KI-TOX-A3 (100 μM) binds directly to purified full-length TOX protein in cell-free ITC assays, with a Kd value of 1.05 μM[1].
KI-TOX-A3 (0.15-10 μM) binds directly to biotinylated full-length recombinant human TOX protein in cell-free SPR assays, with a Kd of 0.92 μM[1].
KI-TOX-A3 (20-40 μM) selectively competes for binding to TOX protein in Molt-4 cell lysates[1].
KI-TOX-A3 (0-10 μM) dose-dependently restores TOX protein-inhibited KAT7-mediated H3K14 acetylation in cell-free in vitro assays[1].
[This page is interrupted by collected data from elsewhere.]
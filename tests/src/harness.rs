//! # Two-Hub Fixture
//!
//! Hub 1 hosts chain `A`, hub 2 hosts chain `B`. Each hub owns an
//! in-memory ledger and a trust store holding its own private key and the
//! peer's public key. Hub 1 reaches hub 2 through a [`MockHubConnector`],
//! so transport failures can be scripted.

use ch_01_block_store::{BlockStoreApi, BlockStoreService, InMemoryKVStore};
use ch_02_ledger_cursor::InMemoryLedger;
use ch_03_hub_protocol::{
    HubClient, HubExecutor, HubService, LoopbackConnector, MockHubConnector, RegistryConnector,
};
use ch_04_relay::RelayLoop;
use parking_lot::Mutex;
use shared_crypto::{ChainKey, CryptoTrustStore, SignatureAlgorithm};
use shared_types::{
    ChainId, ChainRegistration, ChainRegistry, LedgerClient, RawBlock, FN_CHAINCODE_INVOKE,
};
use std::sync::Arc;
use std::time::Duration;

pub const ROUTER: &str = "router";
pub const PROXY: &str = "proxy";

/// `fabcar.QueryCar("CAR1")` with an `audit.Record` callback.
pub const QUERY_CAR1: &str = r#"{"chaincode":"fabcar","fn":"QueryCar","args":["CAR1"],"callback":{"chaincode":"audit","fn":"Record","args":["CAR1","done"]}}"#;

pub const CAR1: &str = r#"{"make":"Toyota","model":"Prius","colour":"blue","owner":"Tomoko"}"#;

/// Relay retry interval used by the scenarios.
pub const FAST_BACKOFF: Duration = Duration::from_millis(10);

pub fn chain(id: &str) -> ChainId {
    ChainId::from(id)
}

/// Ledger of chain `A` with the `audit` callback chaincode deployed.
pub fn origin_ledger(audit: Arc<Mutex<Vec<Vec<String>>>>) -> Arc<InMemoryLedger> {
    let ledger = Arc::new(InMemoryLedger::new());
    ledger.add_chain("A", ROUTER, PROXY);
    ledger
        .register_chaincode(&chain("A"), "audit", move |_, args| {
            audit.lock().push(args.to_vec());
            Ok(Vec::new())
        })
        .expect("chain A exists");
    ledger
}

/// Ledger of chain `B` with `fabcar` deployed.
pub fn destination_ledger() -> Arc<InMemoryLedger> {
    let ledger = Arc::new(InMemoryLedger::new());
    ledger.add_chain("B", ROUTER, PROXY);
    ledger
        .register_chaincode(&chain("B"), "fabcar", |function, args| match (function, args) {
            ("QueryCar", [car]) if car == "CAR1" => Ok(CAR1.as_bytes().to_vec()),
            _ => Err(format!("{function}: car not found")),
        })
        .expect("chain B exists");
    ledger
}

/// Trust stores of hub 1 and hub 2.
pub fn trust_stores() -> (Arc<CryptoTrustStore>, Arc<CryptoTrustStore>) {
    let key_a = ChainKey::generate(SignatureAlgorithm::Sm2).expect("sm2 key");
    let key_b = ChainKey::generate(SignatureAlgorithm::Ecdsa).expect("ecdsa key");

    let mut hub1 = CryptoTrustStore::builder();
    hub1.insert([chain("A")], ChainKey::private(SignatureAlgorithm::Sm2, &private_bytes(&key_a)).expect("key a"))
        .expect("insert a")
        .insert([chain("B")], key_b.to_public())
        .expect("insert b");

    let mut hub2 = CryptoTrustStore::builder();
    hub2.insert([chain("B")], key_b)
        .expect("insert b")
        .insert([chain("A")], key_a.to_public())
        .expect("insert a");

    (Arc::new(hub1.build()), Arc::new(hub2.build()))
}

fn private_bytes(key: &ChainKey) -> Vec<u8> {
    match key {
        ChainKey::EcdsaPrivate(pair) => pair.to_bytes().to_vec(),
        ChainKey::Sm2Private(pair) => pair.to_bytes(),
        _ => Vec::new(),
    }
}

pub fn memory_store(id: &str) -> Arc<dyn BlockStoreApi> {
    Arc::new(BlockStoreService::new(chain(id), InMemoryKVStore::new()))
}

pub struct HubPair {
    pub ledger_a: Arc<InMemoryLedger>,
    pub ledger_b: Arc<InMemoryLedger>,
    pub csp_a: Arc<CryptoTrustStore>,
    pub csp_b: Arc<CryptoTrustStore>,
    pub registry_a: Arc<ChainRegistry>,
    /// Hub 1's transport to hub 2.
    pub connector: MockHubConnector,
    pub client: Arc<HubClient>,
    pub audit: Arc<Mutex<Vec<Vec<String>>>>,
}

impl HubPair {
    pub fn new() -> Self {
        let audit = Arc::new(Mutex::new(Vec::new()));
        let ledger_a = origin_ledger(Arc::clone(&audit));
        let ledger_b = destination_ledger();
        let (csp_a, csp_b) = trust_stores();

        let mut registry_b = ChainRegistry::builder();
        registry_b
            .register(ChainRegistration::local("B", ledger_b.clone(), ROUTER, PROXY))
            .expect("register B")
            .register(ChainRegistration::remote("A", "hub1", "http://127.0.0.1:1"))
            .expect("register A");
        let registry_b = Arc::new(registry_b.build());
        let executor_b = Arc::new(HubExecutor::new(Arc::clone(&registry_b), Arc::clone(&csp_b)));
        let client_b = Arc::new(HubClient::new(
            Arc::clone(&csp_b),
            Arc::new(RegistryConnector::new(
                Arc::clone(&registry_b),
                Arc::new(LoopbackConnector::new(Arc::clone(&executor_b))),
                Duration::from_secs(1),
            )),
        ));
        let hub2 = Arc::new(HubService::new(executor_b, client_b));

        let mut registry_a = ChainRegistry::builder();
        registry_a
            .register(ChainRegistration::local("A", ledger_a.clone(), ROUTER, PROXY))
            .expect("register A")
            .register(ChainRegistration::remote("B", "hub2", "http://127.0.0.1:1"))
            .expect("register B");

        let connector = MockHubConnector::new(hub2);
        let client = Arc::new(HubClient::new(Arc::clone(&csp_a), Arc::new(connector.clone())));

        Self {
            ledger_a,
            ledger_b,
            csp_a,
            csp_b,
            registry_a: Arc::new(registry_a.build()),
            connector,
            client,
            audit,
        }
    }

    /// Relay loop of chain `A` over `store`.
    pub fn relay(&self, store: Arc<dyn BlockStoreApi>) -> RelayLoop {
        RelayLoop::new(chain("A"), &self.registry_a, store, self.client.clone())
            .expect("A is local")
            .with_backoff(FAST_BACKOFF)
    }

    /// Register a request on A's router; returns the block carrying it.
    pub async fn submit(&self, tx_id: &str, step_id: &str, payload: &str) -> RawBlock {
        submit_request(&self.ledger_a, "A", "B", tx_id, step_id, payload).await
    }

    pub fn audit_calls(&self) -> Vec<Vec<String>> {
        self.audit.lock().clone()
    }
}

impl Default for HubPair {
    fn default() -> Self {
        Self::new()
    }
}

/// Call `ChainCodeInvoke` on `from`'s router and return the committed block.
pub async fn submit_request(
    ledger: &InMemoryLedger,
    from: &str,
    to: &str,
    tx_id: &str,
    step_id: &str,
    payload: &str,
) -> RawBlock {
    let args = [from, to, tx_id, step_id, payload, ""]
        .iter()
        .map(|arg| arg.as_bytes().to_vec())
        .collect();
    let response = ledger
        .invoke(&chain(from), ROUTER, FN_CHAINCODE_INVOKE, args)
        .await
        .expect("router accepts request");
    assert!(response.is_ok(), "router rejected request: {}", response.message);

    let height = ledger.height(&chain(from));
    ledger
        .query_block(&chain(from), height)
        .await
        .expect("committed block")
}

/// Poll `condition` every 10ms for up to five seconds.
pub async fn wait_until<F: FnMut() -> bool>(mut condition: F) -> bool {
    for _ in 0..500 {
        if condition() {
            return true;
        }
        tokio::time::sleep(Duration::from_millis(10)).await;
    }
    condition()
}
KI-TOX-A3 (5-10 μM; 24 h) inhibits the protein-protein interaction between TOX and KAT7 in Molt-4 T-ALL cells[1].
KI-TOX-A3 (96 h) exerts selective cytotoxicity against TOX-dependent T-ALL and CTCL cell lines, with IC50 values ranging from 2.0 μM to 6.3 μM after 96 h of treatment, whereas it shows much lower toxicity against TOX-independent cell lines[1].
KI-TOX-A3 (10 μM) induces S-phase cell cycle arrest in Jurkat T-ALL cells[1].
KI-TOX-A3 (5-10 μM; 4-12 h) induces proteasome-dependent degradation of TOX protein in Molt-4 T-ALL cells[1].
KI-TOX-A3 (0.625-10 μM; 2-12 h) dose-dependently reduces TOX mRNA levels in Jurkat T-ALL cells[1].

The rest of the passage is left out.